The total lanes of the link (e.g., 20 lanes) are divided into
quadrants of 5 lanes each. The physical layer can then be operated
using any combination of quadrants. For one embodiment of the
invention, the physical layer is operated using any one quadrant,
any combination of two quadrants, or all quadrants. Operating a
reduced-width link requires a corresponding increase in the number
of clock cycles to transmit a flit. For example, in normal
operation, an 80-bit flit is transmitted in four clock cycles over
a 20-lane link (each phit is 20 bits). For a reduced-width link
having five lanes (one quadrant), a proportionally smaller phit
(5-bit) is transmitted and a proportionately higher number of clock
cycles (16) are required to transmit the flit.
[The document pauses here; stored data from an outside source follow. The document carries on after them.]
//! Reading and writing captured notification streams.
//!
//! Two layouts are supported: JSON lines (one record per line, blank lines
//! and `#` comments skipped) and concatenated MessagePack maps.

use std::io::{self, BufRead, BufReader, Cursor, Read, Write};
use std::path::Path;

use zwave_state::Notification;

#[derive(Copy, Clone, Debug, Eq, PartialEq, clap::ValueEnum)]
pub enum CaptureFormat {
    Json,
    Msgpack,
}

impl CaptureFormat {
    /// Guesses the layout from a file extension, defaulting to JSON lines.
    pub fn from_path(path: &Path) -> Self {
        match path.extension().and_then(|ext| ext.to_str()) {
            Some("msgpack" | "mpk") => Self::Msgpack,
            _ => Self::Json,
        }
    }
}

pub fn read_capture<R: Read>(reader: R, format: CaptureFormat) -> io::Result<Vec<Notification>> {
    match format {
        CaptureFormat::Json => read_json_lines(reader),
        CaptureFormat::Msgpack => read_msgpack(reader),
    }
}

pub fn write_capture<W: Write>(
    mut writer: W,
    format: CaptureFormat,
    notifications: &[Notification],
) -> io::Result<()> {
    for notification in notifications {
        match format {
            CaptureFormat::Json => {
                serde_json::to_writer(&mut writer, notification)?;
                writer.write_all(b"\n")?;
            }
            CaptureFormat::Msgpack => {
                let bytes = rmp_serde::to_vec_named(notification)
                    .map_err(|err| io::Error::new(io::ErrorKind::InvalidData, err))?;
                writer.write_all(&bytes)?;
            }
        }
    }
    writer.flush()
}

fn read_json_lines<R: Read>(reader: R) -> io::Result<Vec<Notification>> {
    let mut notifications = Vec::new();
    for (line_no, line) in BufReader::new(reader).lines().enumerate() {
        let line = line?;
        let trimmed = line.trim();
        if trimmed.is_empty() || trimmed.starts_with('#') {
            continue;
        }
        let notification = serde_json::from_str(trimmed).map_err(|err| {
            io::Error::new(io::ErrorKind::InvalidData, format!("line {}: {}", line_no + 1, err))
        })?;
        notifications.push(notification);
    }
    Ok(notifications)
}

fn read_msgpack<R: Read>(mut reader: R) -> io::Result<Vec<Notification>> {
    let mut bytes = Vec::new();
    reader.read_to_end(&mut bytes)?;

    let mut cursor = Cursor::new(bytes.as_slice());
    let mut notifications = Vec::new();
    while (cursor.position() as usize) < bytes.len() {
        let offset = cursor.position();
        let notification = rmp_serde::from_read(&mut cursor).map_err(|err| {
            io::Error::new(io::ErrorKind::InvalidData, format!("offset {offset}: {err}"))
        })?;
        notifications.push(notification);
    }
    Ok(notifications)
}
[0039] FIG. 5 illustrates a process by which a reduced-width link
is configured in accordance with one embodiment of the invention.
Process 500, shown in FIG. 5, begins at operation 505 in which the
lanes of a link are divided into quadrants and viable quadrants are
determined. For example, a 20-lane link is divided into quadrants
of 5 lanes each. If any lane of a quadrant is disabled, that
quadrant is not viable and will not used.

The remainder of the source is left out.